Ну, да я никогда бы не кончила, если бы погрузилась в свои воспоминания и стала их записывать. Так много было сказано! Ну, полно, пора спать.

14 марта

Кажется, я обещала Пьетро опять ехать кататься верхом. Мы встретили его в цветном платье и маленькой шапочке; бедняжка ехал на извозчике.

– Почему вы не попросите лошадей у вашего отца? – говорю я ему.

– Я спросил, но если бы вы знали, до чего все А. суровы.

Мне было неприятно видеть его в этом жалком извозчичьем экипаже.

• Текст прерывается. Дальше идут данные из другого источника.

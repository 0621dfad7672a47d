//! Desktop runtime layouts
//!
//! Grafts a payload tree (project files, generated page and scripts) into an
//! NW.js runtime archive.
//!
//! NW.js Windows archive:
//! ```text
//! nwjs-v0.49.0-win-x64/
//!   nw.exe                 (launcher)
//!   credits.html
//!   ...
//! ```
//!
//! NW.js macOS archive:
//! ```text
//! nwjs-v0.49.0-osx-x64/
//!   credits.html
//!   nwjs.app/
//!     Contents/
//!       Resources/
//!         app.icns         (icon)
//!         app.nw/          (payload)
//!       MacOS/
//!         nwjs             (launcher)
//! ```
//!
//! The leading folder is discovered from the archive and replaced by the
//! package name; the launcher is renamed after the package. Payload, icon and
//! manifest writes must never land on a rewritten runtime path, with one
//! deliberate exception: the bundle icon replaces the runtime's stock icon.

use crate::archive::{ArchiveTree, Entry};
use crate::error::{PackError, PackResult};
use crate::document::SCRIPT_FILE;
use crate::icon::{AppIcon, IcnsConverter, IconConverter};
use crate::manifest::{DesktopManifest, ENTRY_POINT, MANIFEST_FILE};
use std::collections::HashSet;
use std::sync::Arc;
use tracing::{debug, info};

/// Payload names the icon must not take over
const RESERVED_ICON_NAMES: [&str; 3] = [ENTRY_POINT, SCRIPT_FILE, MANIFEST_FILE];

/// Target layout of a desktop package
#[derive(Debug, Clone, Copy, PartialEq, Eq)]
pub enum Layout {
    /// Flat layout, payload next to the launcher
    WindowsShell,
    /// Application bundle layout
    MacShell,
}

impl Layout {
    /// Launcher path segment inside the runtime archive
    pub fn launcher_token(&self) -> &'static str {
        match self {
            Layout::WindowsShell => "nw.exe",
            Layout::MacShell => "nwjs.app",
        }
    }

    /// Replacement for the launcher segment
    pub fn launcher_name(&self, package_name: &str) -> String {
        match self {
            Layout::WindowsShell => format!("{}.exe", package_name),
            Layout::MacShell => format!("{}.app", package_name),
        }
    }

    /// Folder (with trailing `/`) receiving payload entries
    pub fn mount_point(&self, package_name: &str) -> String {
        match self {
            Layout::WindowsShell => format!("{}/", package_name),
            Layout::MacShell => format!(
                "{pkg}/{pkg}.app/Contents/Resources/app.nw/",
                pkg = package_name
            ),
        }
    }

    /// Path of the converted bundle icon, for bundle layouts
    pub fn bundle_icon_path(&self, package_name: &str) -> Option<String> {
        match self {
            Layout::WindowsShell => None,
            Layout::MacShell => Some(format!(
                "{pkg}/{pkg}.app/Contents/Resources/app.icns",
                pkg = package_name
            )),
        }
    }
}

/// Rewrites runtime paths for a package
#[derive(Debug, Clone)]
pub struct PathRewriter {
    prefix: String,
    package_name: String,
    launcher_token: &'static str,
    launcher_name: String,
}

impl PathRewriter {
    pub fn new(layout: Layout, prefix: impl Into<String>, package_name: impl Into<String>) -> Self {
        let package_name = package_name.into();
        Self {
            prefix: prefix.into(),
            launcher_token: layout.launcher_token(),
            launcher_name: layout.launcher_name(&package_name),
            package_name,
        }
    }

    /// Replace the leading prefix segment and every launcher segment
    ///
    /// Paths containing neither token are returned unchanged.
    pub fn rewrite(&self, path: &str) -> String {
        path.split('/')
            .enumerate()
            .map(|(i, segment)| {
                if i == 0 && segment == self.prefix {
                    self.package_name.as_str()
                } else if segment == self.launcher_token {
                    self.launcher_name.as_str()
                } else {
                    segment
                }
            })
            .collect::<Vec<_>>()
            .join("/")
    }
}

/// Combines a runtime template tree with a payload tree
#[derive(Clone)]
pub struct LayoutTransformer {
    layout: Layout,
    package_name: String,
    converter: Arc<dyn IconConverter>,
}

impl std::fmt::Debug for LayoutTransformer {
    fn fmt(&self, f: &mut std::fmt::Formatter<'_>) -> std::fmt::Result {
        f.debug_struct("LayoutTransformer")
            .field("layout", &self.layout)
            .field("package_name", &self.package_name)
            .finish()
    }
}

impl LayoutTransformer {
    /// Create a transformer using the builtin ICNS converter
    pub fn new(layout: Layout, package_name: impl Into<String>) -> Self {
        Self {
            layout,
            package_name: package_name.into(),
            converter: Arc::new(IcnsConverter),
        }
    }

    /// Use another icon converter for bundle layouts
    pub fn with_converter(mut self, converter: Arc<dyn IconConverter>) -> Self {
        self.converter = converter;
        self
    }

    pub fn layout(&self) -> Layout {
        self.layout
    }

    /// Produce the output tree
    pub fn transform(
        &self,
        template: ArchiveTree,
        payload: ArchiveTree,
        icon: &AppIcon,
        manifest: &DesktopManifest,
    ) -> PackResult<ArchiveTree> {
        if self.package_name.is_empty() || self.package_name.contains('/') {
            return Err(PackError::Config(format!(
                "Invalid package name: {:?}",
                self.package_name
            )));
        }

        if RESERVED_ICON_NAMES.contains(&icon.name.as_str())
            || icon.name.is_empty()
            || icon.name.contains(['/', '\\'])
        {
            return Err(PackError::Icon(format!(
                "Icon cannot be named {:?}",
                icon.name
            )));
        }

        let prefix = template
            .list()
            .next()
            .and_then(|first| first.split('/').next())
            .map(str::to_string)
            .ok_or_else(|| PackError::Config("Runtime archive is empty".to_string()))?;
        let rewriter = PathRewriter::new(self.layout, prefix.clone(), self.package_name.as_str());
        let mount = self.layout.mount_point(&self.package_name);

        info!(
            target: "stagepack::layout",
            layout = ?self.layout,
            prefix = %prefix,
            package = %self.package_name,
            mount = %mount,
            "Transforming runtime layout"
        );

        let mut output = ArchiveTree::new();

        // Runtime files
        for (path, entry) in template.into_entries() {
            let rewritten = rewriter.rewrite(&path);
            if output.contains(&rewritten) {
                return Err(PackError::LayoutCollision { path: rewritten });
            }
            output.put(rewritten, entry);
        }
        let template_paths: HashSet<String> = output.list().map(str::to_string).collect();
        let ensure_free = |path: &str| -> PackResult<()> {
            if template_paths.contains(path) {
                Err(PackError::LayoutCollision {
                    path: path.to_string(),
                })
            } else {
                Ok(())
            }
        };

        // Payload
        let payload_count = payload.len();
        for (path, entry) in payload.into_entries() {
            let target = format!("{}{}", mount, path);
            ensure_free(&target)?;
            output.put(target, entry);
        }

        // Icon, next to the payload and converted for bundles
        let icon_path = format!("{}{}", mount, icon.name);
        ensure_free(&icon_path)?;
        output.put(icon_path, Entry::file(icon.data.clone()));

        if let Some(bundle_icon) = self.layout.bundle_icon_path(&self.package_name) {
            let converted = self.converter.convert(&icon.data)?;
            if output.contains(&bundle_icon) {
                debug!(
                    target: "stagepack::layout",
                    path = %bundle_icon,
                    "Replacing runtime icon"
                );
            }
            output.put(bundle_icon, Entry::file(converted));
        }

        // Manifest
        let manifest_path = format!("{}{}", mount, MANIFEST_FILE);
        ensure_free(&manifest_path)?;
        output.put(manifest_path, Entry::file(manifest.to_json()?));

        info!(
            target: "stagepack::layout",
            runtime_entries = template_paths.len(),
            payload_entries = payload_count,
            total = output.len(),
            "Layout complete"
        );
        Ok(output)
    }
}

#[cfg(test)]
mod tests {
    use super::*;

    #[test]
    fn test_rewrite_windows() {
        let r = PathRewriter::new(Layout::WindowsShell, "nwjs-v1-win-x64", "MyGame");
        assert_eq!(r.rewrite("nwjs-v1-win-x64/nw.exe"), "MyGame/MyGame.exe");
        assert_eq!(r.rewrite("nwjs-v1-win-x64/credits.html"), "MyGame/credits.html");
        assert_eq!(r.rewrite("nwjs-v1-win-x64/"), "MyGame/");
    }

    #[test]
    fn test_rewrite_mac() {
        let r = PathRewriter::new(Layout::MacShell, "nwjs-v1-osx-x64", "MyGame");
        assert_eq!(
            r.rewrite("nwjs-v1-osx-x64/nwjs.app/Contents/MacOS/nwjs"),
            "MyGame/MyGame.app/Contents/MacOS/nwjs"
        );
    }

    #[test]
    fn test_rewrite_leaves_unrelated_paths() {
        let r = PathRewriter::new(Layout::WindowsShell, "nwjs-v1-win-x64", "MyGame");
        for path in ["other/readme.txt", "locales/en.pak", "a/nw.exe.bak", "x/nwjs-v1-win-x64"] {
            assert_eq!(r.rewrite(path), path);
        }
    }

    #[test]
    fn test_mount_points() {
        assert_eq!(Layout::WindowsShell.mount_point("g"), "g/");
        assert_eq!(
            Layout::MacShell.mount_point("g"),
            "g/g.app/Contents/Resources/app.nw/"
        );
        assert_eq!(Layout::WindowsShell.bundle_icon_path("g"), None);
    }

    #[test]
    fn test_empty_template_rejected() {
        let transformer = LayoutTransformer::new(Layout::WindowsShell, "g");
        let icon = AppIcon::new("icon.png", vec![]);
        let manifest = DesktopManifest::new("g", 1, 1, "icon.png");
        assert!(transformer
            .transform(ArchiveTree::new(), ArchiveTree::new(), &icon, &manifest)
            .is_err());
    }
}
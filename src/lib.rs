//! Stagepack - package interactive projects for distribution
//!
//! This crate turns a project (an `.sb3` zip or opaque project data) into
//! one of:
//!
//! - a single self-contained HTML page,
//! - a zip with the page, the runtime script and the project files,
//! - an NW.js desktop package for Windows or macOS.
//!
//! # Pipeline
//!
//! 1. **Fetch**: large runtime assets (player scripts, NW.js archives) are
//!    resolved from an [`AssetCatalog`], read from the [`IntegrityStore`]
//!    cache or downloaded, and verified against their SHA-256 digest.
//! 2. **Assemble**: the page, script and project files form a payload
//!    [`ArchiveTree`].
//! 3. **Transform**: for desktop targets the [`LayoutTransformer`] grafts the
//!    payload, icon and `package.json` into the runtime's tree, renaming the
//!    root folder and launcher after the package.
//! 4. **Serialize**: the tree is written as a zip; untouched runtime entries
//!    are copied byte for byte.
//!
//! Progress of every step is published as [`ProgressEvent`]s.
//!
//! # Quick Start
//!
//! ```no_run
//! use stagepack::{
//!     AssetCatalog, AssetFetcher, HttpTransport, IntegrityStore, Packager,
//!     PackagingOptions, Project, Target, TerminalProgress,
//! };
//! use std::sync::Arc;
//!
//! # fn main() -> stagepack::PackResult<()> {
//! let catalog = AssetCatalog::builtin("https://example.com/packager");
//! let store = IntegrityStore::on_disk(&catalog);
//! let fetcher = AssetFetcher::new(catalog, store, Arc::new(HttpTransport::new()));
//!
//! let options = PackagingOptions::new(Target::NwjsWin64).with_project_title("My Game.sb3");
//! let mut packager = Packager::new(options, fetcher);
//! packager.subscribe(Arc::new(TerminalProgress::new()));
//!
//! let project = Project::load("My Game.sb3".as_ref())?;
//! let output = packager.package(&project)?;
//! output.write_to(".".as_ref())?;
//! # Ok(())
//! # }
//! ```
//!
//! # Configuration
//!
//! Options and catalogs can be loaded from TOML, see
//! [`PackagingOptions::load`] and [`AssetCatalog::load`]. Setting
//! `STAGEPACK_OFFLINE=1` keeps [`HttpTransport`] off the network so only
//! cached assets are usable.

pub mod archive;
pub mod cache;
pub mod catalog;
pub mod checksum;
pub mod document;
mod error;
pub mod fetcher;
pub mod icon;
pub mod layout;
pub mod manifest;
mod metrics;
pub mod options;
pub mod packager;
pub mod progress;
pub mod project;

pub use archive::{ArchiveCompression, ArchiveTree, Entry, SerializeOptions};
pub use cache::{CacheBackend, DiskCache, IntegrityStore, MemoryCache, NoCache};
pub use catalog::{AssetCatalog, AssetDescriptor, AssetKind, NWJS_VERSION};
pub use document::{DocumentContext, DocumentRenderer, ProjectDataSource, StandardRenderer};
pub use error::{PackError, PackResult};
pub use fetcher::{AssetFetcher, HttpTransport, Transport};
pub use icon::{AppIcon, IcnsConverter, IconConverter, IconFormat};
pub use layout::{Layout, LayoutTransformer, PathRewriter};
pub use manifest::DesktopManifest;
pub use metrics::PackMetrics;
pub use options::{
    default_package_name_from_title, window_title_from_project_title, PackagingOptions, Target,
};
pub use packager::{PackageOutput, Packager, PackagerState};
pub use progress::{
    ProgressEvent, ProgressHub, ProgressListener, ProgressRecorder, TerminalProgress,
};
pub use project::{Project, ProjectKind};

/// Crate version
pub const VERSION: &str = env!("CARGO_PKG_VERSION");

Сегодня мы уезжаем из отеля "Лондон", мы наняли большое и прекрасное помещение в первом этаже на Via Babuino. Передняя, маленькая зала, большая зала, четыре спальни, studio и комнаты для прислуги.

16 марта

К десяти часам приходит Пьетро. Зала очень велика и очень хороша; у нас два рояля – один с длинным хвостом, другой – маленький. Я принялась тихонько наигрывать "Песню без слов" Мендельсона, а А. запел свой собственный романс. Чем серьезнее и горячее он становился, тем более я смеялась и становилась холодна. Для меня невозможно представить А. серьезным. Все, что говорит любимая женщина, кажется очаровательным. Я иногда могу быть забавной для людей равнодушных ко мне, для неравнодушных – и подавно. Среди фразы, преисполненной любви и нежности, я говорила какую-нибудь вещь – неодолимо смешную для него, и он смеялся. Тогда я упрекала его за этот смех, говоря, что я не могу верить ребенку, который никогда не бывает серьезен и который смеется как сумасшедший от всякого пустяка. И так – много раз, так что он наконец пришел в отчаяние. Он стал рассказывать, как это началось; с первого вечера – на представлении "Весталки" .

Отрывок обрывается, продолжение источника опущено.